To the team’s surprise, the new species appears to be a distinct colonizer of the Atacama Trench. The new species belongs to the genus Paraliparis. Species of this genus are particularly abundant in the Southern Ocean of Antarctica and are rarely found deeper than 2,000 m. Significantly, this is the first time this genus has been found living in the hadal zone.

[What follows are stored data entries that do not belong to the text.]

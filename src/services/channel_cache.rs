//! Channel-link cache
//!
//! Maps channel display names to one or more playable URLs. The whole map is
//! rebuilt from the channel listing at most once at a time, held in memory
//! behind an `Arc` swap so readers never see a partial table, and persisted
//! to a JSON snapshot through a temp file + rename.
//!
//! Lifecycle: `Empty -> Loaded -> Refreshing -> Loaded`. A failed refresh
//! leaves the previous table in place.

use indexmap::IndexMap;
use regex::Regex;
use std::collections::{HashMap, HashSet};
use std::path::PathBuf;
use std::sync::atomic::{AtomicBool, Ordering};
use std::sync::Arc;
use std::time::Duration;
use tokio::fs::{self, File};
use tokio::io::AsyncWriteExt;
use tokio::sync::RwLock;
use tracing::{debug, error, info, warn};

use crate::error::ResolveError;
use crate::models::{CacheSnapshot, CacheState, CacheStats, OneOrMany, VariantLink};
use crate::services::listing::{ChannelListing, ListedChannel};
use crate::services::metrics;
use crate::services::normalizer::{channel_key, strip_variant_suffix};

/// Source of "now" in epoch millis
pub trait Clock: Send + Sync {
    fn now_ms(&self) -> i64;
}

#[derive(Debug, Clone, Copy, Default)]
pub struct SystemClock;

impl Clock for SystemClock {
    fn now_ms(&self) -> i64 {
        chrono::Utc::now().timestamp_millis()
    }
}

#[derive(Debug, Clone)]
pub struct CacheOptions {
    /// Age after which the table is stale
    pub ttl: Duration,
    /// Bound on a single cold-cache resolution
    pub cold_lookup_timeout: Duration,
}

impl Default for CacheOptions {
    fn default() -> Self {
        Self {
            ttl: Duration::from_secs(12 * 60 * 60),
            cold_lookup_timeout: Duration::from_secs(5),
        }
    }
}

/// Result of a refresh request
#[derive(Debug, Clone, PartialEq, Eq)]
pub enum RefreshOutcome {
    Refreshed { channels: usize },
    AlreadyInProgress,
}

/// Immutable link table; replaced wholesale
#[derive(Debug, Default)]
struct LinkTable {
    timestamp: i64,
    links: IndexMap<String, OneOrMany>,
    /// channel_key(name) -> name, for case/whitespace-insensitive lookups
    by_key: HashMap<String, String>,
}

impl LinkTable {
    fn new(timestamp: i64, links: IndexMap<String, OneOrMany>) -> Self {
        let links = sanitize(links);
        let mut by_key = HashMap::with_capacity(links.len());
        for name in links.keys() {
            by_key.entry(channel_key(name)).or_insert_with(|| name.clone());
        }
        Self {
            timestamp,
            links,
            by_key,
        }
    }

    fn get(&self, name: &str) -> Option<&OneOrMany> {
        self.links.get(name).or_else(|| {
            self.by_key
                .get(&channel_key(name))
                .and_then(|key| self.links.get(key))
        })
    }

    fn is_cold(&self) -> bool {
        self.timestamp <= 0
    }
}

/// Trim keys and URLs, drop empty entries
fn sanitize(links: IndexMap<String, OneOrMany>) -> IndexMap<String, OneOrMany> {
    links
        .into_iter()
        .filter_map(|(name, value)| {
            let name = name.trim().to_string();
            if name.is_empty() {
                return None;
            }
            let value = match value {
                OneOrMany::One(url) => {
                    let url = url.trim().to_string();
                    (!url.is_empty()).then_some(OneOrMany::One(url))
                }
                OneOrMany::Many(urls) => {
                    let mut seen = HashSet::new();
                    let urls: Vec<String> = urls
                        .into_iter()
                        .map(|u| u.trim().to_string())
                        .filter(|u| !u.is_empty() && seen.insert(u.clone()))
                        .collect();
                    (!urls.is_empty()).then_some(OneOrMany::Many(urls))
                }
            }?;
            Some((name, value))
        })
        .collect()
}

/// Group a listing by name in first-seen order; repeated names accumulate
/// their URLs in order
fn collect_links(listed: Vec<ListedChannel>) -> IndexMap<String, OneOrMany> {
    let mut grouped: IndexMap<String, Vec<String>> = IndexMap::new();
    for channel in listed {
        let (Some(name), Some(url)) = (channel.name, channel.url) else {
            continue;
        };
        let (name, url) = (name.trim().to_string(), url.trim().to_string());
        if name.is_empty() || url.is_empty() {
            continue;
        }
        let urls = grouped.entry(name).or_default();
        if !urls.contains(&url) {
            urls.push(url);
        }
    }

    grouped
        .into_iter()
        .map(|(name, mut urls)| {
            let value = if urls.len() == 1 {
                OneOrMany::One(urls.remove(0))
            } else {
                OneOrMany::Many(urls)
            };
            (name, value)
        })
        .collect()
}

/// Links of the first candidate name present in the table
fn exact_links<'a>(
    table: &LinkTable,
    candidates: impl IntoIterator<Item = &'a str>,
) -> Option<Vec<VariantLink>> {
    candidates.into_iter().find_map(|candidate| {
        table.get(candidate).map(|value| {
            value
                .as_slice()
                .iter()
                .map(|url| VariantLink {
                    key: candidate.to_string(),
                    url: url.clone(),
                })
                .collect()
        })
    })
}

/// Resets the single-flight flag when the refresh ends, however it ends
struct RefreshGuard<'a>(&'a AtomicBool);

impl<'a> RefreshGuard<'a> {
    fn acquire(flag: &'a AtomicBool) -> Option<Self> {
        flag.compare_exchange(false, true, Ordering::AcqRel, Ordering::Acquire)
            .ok()
            .map(|_| Self(flag))
    }
}

impl Drop for RefreshGuard<'_> {
    fn drop(&mut self) {
        self.0.store(false, Ordering::Release);
    }
}

/// Process-wide channel-link cache; clones share state
#[derive(Clone)]
pub struct ChannelCache {
    path: PathBuf,
    options: CacheOptions,
    table: Arc<RwLock<Arc<LinkTable>>>,
    updating: Arc<AtomicBool>,
    listing: Arc<dyn ChannelListing>,
    clock: Arc<dyn Clock>,
}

The team named the new species Paraliparis selti, which means blue in the Kunza language of the indigenous peoples of the Atacama Desert. The description is published in the Marine Biodiversity magazine.

The study’s lead author, Dr Thom Linley, a visiting scientist at the University of Newcastle, said: “I find this family of fish absolutely fascinating. They are not at all what we would expect from a deep sea fish and I like to show people that fish are actually quite cute.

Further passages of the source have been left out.